We are opposed to centralized control over the distribution and consumption of independently produced films at the expense of the artist. We do not take any percentage when your film when sold and believe filmmakers should be paid first.  

We are are a small group of independent filmmakers who share a passion for creating stories in film and have a bit of angst about the lack of control and opportunity filmmakers have over the distribution and sale of their films.

We have banded together to create "The Filmmakers Channel" as a way of filmmakers, helping other filmmakers


Like many of you, I sort of stumbled into my career as a filmmaker. As a professional writer, I always liked to tell stories and back in 1995, I found a story that just had to be told -- as a documentary.
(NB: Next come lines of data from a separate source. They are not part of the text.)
//! Sink stage: output queue to storage

use super::context::{PipelineContext, PipelineProgress};
use crate::utils::error::{PipelineError, Result};
use log::{debug, info};
use std::io::Write;
use std::sync::Arc;

/// Writes decoded payloads back to back, in arrival order
pub struct SinkStage<W: Write> {
    context: Arc<PipelineContext>,
    writer: W,
}

impl<W: Write> SinkStage<W> {
    /// Create the stage around an already opened writer
    pub fn new(context: Arc<PipelineContext>, writer: W) -> Self {
        Self { context, writer }
    }

    /// Drain the output queue until the sentinel arrives
    pub fn run(mut self) -> Result<()> {
        info!("Sink stage started");

        loop {
            let unit = self
                .context
                .output_queue
                .pop()
                .ok_or(PipelineError::Aborted)?;
            self.context.output_cache.release();

            if unit.is_end_of_stream() {
                self.writer.flush()?;
                PipelineProgress::finish(&self.context.progress.decode_completed);
                info!(
                    "Sink stage finished: {} frames written",
                    PipelineProgress::get(&self.context.progress.written)
                );
                return Ok(());
            }

            self.writer.write_all(unit.data())?;

            let written = PipelineProgress::bump(&self.context.progress.written);
            PipelineProgress::add(&self.context.progress.written_bytes, unit.len() as u64);
            debug!(
                "Wrote frame {} ({} bytes, handled {}x), {} written",
                unit.timestamp(),
                unit.len(),
                unit.handled(),
                written
            );
        }
    }
}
          Working with a filmmaker friend, we managed to cobble together "High Strange New Mexico" over the course of a couple of years of filming and editing. This story about the UFO subculture in my home state hit the film festival circuit, with some success. The urge to make movies became stronger, and when I could take time from my day job as a journalist, my partner and I worked on several other doc projects.

          Then in 2000, I helped launch Flicks on 66, the world's first script-to-screen competition for short films. I became an executive producer of what is now known as the Duke City Shootout, helping writers and filmmakers learn the art and craft of shooting narrative films. We shot, edited and premiered the films, in a week. I got to see the passion we unleashed in others as we helped them get their stories onto the screen, with the help of digital technology.

          Finally, in 2003, the desire to devote my time to telling stories in a new medium got the best of me, and I retired from journalism after 25 years.

          I've learned over the years that "independent filmmaker" is just a term for a jack of all trades. Not only do you have to know how to make movies, you have to also know something about getting them in front of other people, in other words, marketing, distribution and sales. It's hard work, even if you do it as a hobby.

          When Dan Latrimurti offered to relieve me of the tedium of selling DVDs from my home office and spending countless hours in line at the post office mailing them, I gave it a chance. Dan posted "High Strange" online, using Maxcast, and sent out a few press releases online about the 10th anniversary release. Two weeks later, we had a nibble from UFO-TV in California. "High Strange" had found a home, and I now have international distribution for the film. In the meantime, I continue to sell streaming views over the Internet and build up my audience.

          From that experience came the idea for The Filmmakers Channel. I knew that there were thousands of filmmakers out there, looking for the same thing I was -- getting their movie in front of lots of people, recouping some of their costs, and maybe landing that coveted distribution deal. Well, it can happen. I'm proof.

 


After a 30 years in corporate America, traveling around the globe as a software trainer and system integrator I was told I was too expensive to keep. Suddenly I found my plans for making a graceful exit that included sitting casually from a house built on the 28 acres I own in the hills of New Mexico had evaporated.

So I followed my instincts, my heart and a native inventive desire to invent and to be the one with the stick in the pot.

 The result was a meeting with Tony and the rest is somewhat history. I am not a filmmaker but with a filmmakers spirit. In the creative equation between Tony and myself I am the anarchist that rails against  convention, complacency, injustice and thrives on inventing solutions that empower people and provide them greater personal freedom, liberty and prosperity.

I fervently believe The Filmmakers Channel  is all these things.

Since meeting Tony I have become an independent filmmaker fan and believe that all the 'real' news and stories are found within them and the day is rapidly coming where the laptop is the remote control.

Just like story telling is an obsessive passion for filmmakers, The Filmmakers Channel is my obsessive passion because it not only liberates and empowers filmmakers but can be in itself a powerful force in the democratization of media.